Data Analysis and Calibration

The next step in this process is to take the data from the radioactive sources and feed them into a computer using software. As decay events occur in relation to the associated element's half life, it is necessary to run the detection software for several minutes for each element in order to collect as much data as possible. Without running the data for enough time, it may become difficult or impossible to distinguish the signal from the noise. The longer the data is collected, the smaller the margin of error.

After an event is measured in a specific channel, that channel's count number is increased by one. This eventually results in noticeable peaks which correspond with the isotope's emission energy. Every isotope has a unique emission energy, allowing the detection of a photon and the calculation of its energy to function like taking the isotope's fingerprint.

However, due to the steps of the scintillator and PMT, it is not possible to immediately directly correlate a specific channel with a specific emission energy. It is because of the steps required to be able to detect the gamma rays in the first place that we must also perform significant data analysis to associate channel numbers with emission energies. The resulting relationship between channel numbers and emission energies however should be a linear one. Each channel should correspond to a specific range of gamma energies. The more channels that a spectrometer has, the higher its effective resolution.

This system is further limited by the geometry of the setup. The radioactive sources are placed underneath the detector and then radiate equally in every direction, meaning only a fraction will interact optimally with the detector. Some of these emissions will hit the detector with a glancing blow, meaning that they'll have less detected energy than the others, while a small amount of photons actually will go straight into the detector but will then have much of their energy reflected directly out. This distribution of energies will result in a Gaussian curve, where the center of the curve will correspond to the average detected energies of the emitted particles. It will also result in other features which will become visible when plotted which we will go over in the next section, called the Compton continuum and the Compton edge.

So, in order to determine what element our unknown radioactive source is, it will be necessary to first perform a curve fit for each one of the peaks detected, and then use the known values for their emissions to perform a second curve fit to relate the channel numbers with their actual energies.

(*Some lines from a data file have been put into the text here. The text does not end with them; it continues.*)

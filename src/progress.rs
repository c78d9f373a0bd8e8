//! Observer trait for per-request pipeline events.
//!
//! Inject an [`Arc<dyn ProcessObserver>`] via
//! [`crate::config::NotesConfigBuilder::observer`] to receive events as a
//! request moves through OCR, formatting, artifact generation and download.
//!
//! # Why callbacks instead of channels?
//!
//! Callers can forward events to a spinner, a metrics counter or a test
//! recorder without the library knowing how the host application
//! communicates. The trait is `Send + Sync` because the download body that
//! fires the transfer and cleanup events may be polled on any worker thread.
//!
//! # Example
//!
//! ```rust
//! use autonotes::{NotesConfig, ProcessObserver, RequestState};
//! use std::sync::{Arc, Mutex};
//!
//! #[derive(Default)]
//! struct Recorder {
//!     states: Mutex<Vec<RequestState>>,
//! }
//!
//! impl ProcessObserver for Recorder {
//!     fn on_state(&self, state: RequestState) {
//!         self.states.lock().unwrap().push(state);
//!     }
//! }
//!
//! let recorder = Arc::new(Recorder::default());
//! let config = NotesConfig::builder()
//!     .observer(recorder.clone() as Arc<dyn ProcessObserver>)
//!     .build()
//!     .unwrap();
//! ```

use crate::state::RequestState;
use crate::workspace::CleanupOutcome;
use std::sync::Arc;

/// Called by the pipeline as it processes a request.
///
/// All methods have default no-op implementations so callers only override
/// what they care about.
pub trait ProcessObserver: Send + Sync {
    /// Called on every state transition, starting with `Received`.
    fn on_state(&self, state: RequestState) {
        let _ = state;
    }

    /// Called once the text source is known.
    ///
    /// # Arguments
    /// * `chars`: length of the source text
    /// * `from_ocr`: false when the caller supplied markdown directly
    fn on_text_sourced(&self, chars: usize, from_ocr: bool) {
        let _ = (chars, from_ocr);
    }

    /// Called when the formatter produced its (sanitized) markdown.
    fn on_formatted(&self, chars: usize) {
        let _ = chars;
    }

    /// Called after the last byte of the artifact has been handed to the
    /// transport, before the workspace is removed.
    fn on_transfer_complete(&self, bytes_sent: u64) {
        let _ = bytes_sent;
    }

    /// Called when the download body is dropped before it finished, e.g.
    /// because the client disconnected.
    fn on_transfer_aborted(&self, bytes_sent: u64) {
        let _ = bytes_sent;
    }

    /// Called once per request workspace with the result of removing it.
    fn on_cleanup(&self, outcome: &CleanupOutcome) {
        let _ = outcome;
    }
}

/// A no-op implementation for callers that don't need events.
pub struct NoopObserver;

impl ProcessObserver for NoopObserver {}

/// Convenience alias matching the type stored in [`crate::config::NotesConfig`].
pub type Observer = Arc<dyn ProcessObserver>;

This entire process is known as calibration. By using known isotopes, we are testing the parameters of our instruments, allowing us to accurately assign a particle's emission energy levels to a specific range of data channels. Calibration describes the process of establishing a relationship between values using measurements and their uncertainties. This lesson is showing specifically how to calibrate a spectrometer, but you should be thinking about how this process can be generalized and applied to other types of scientific recording.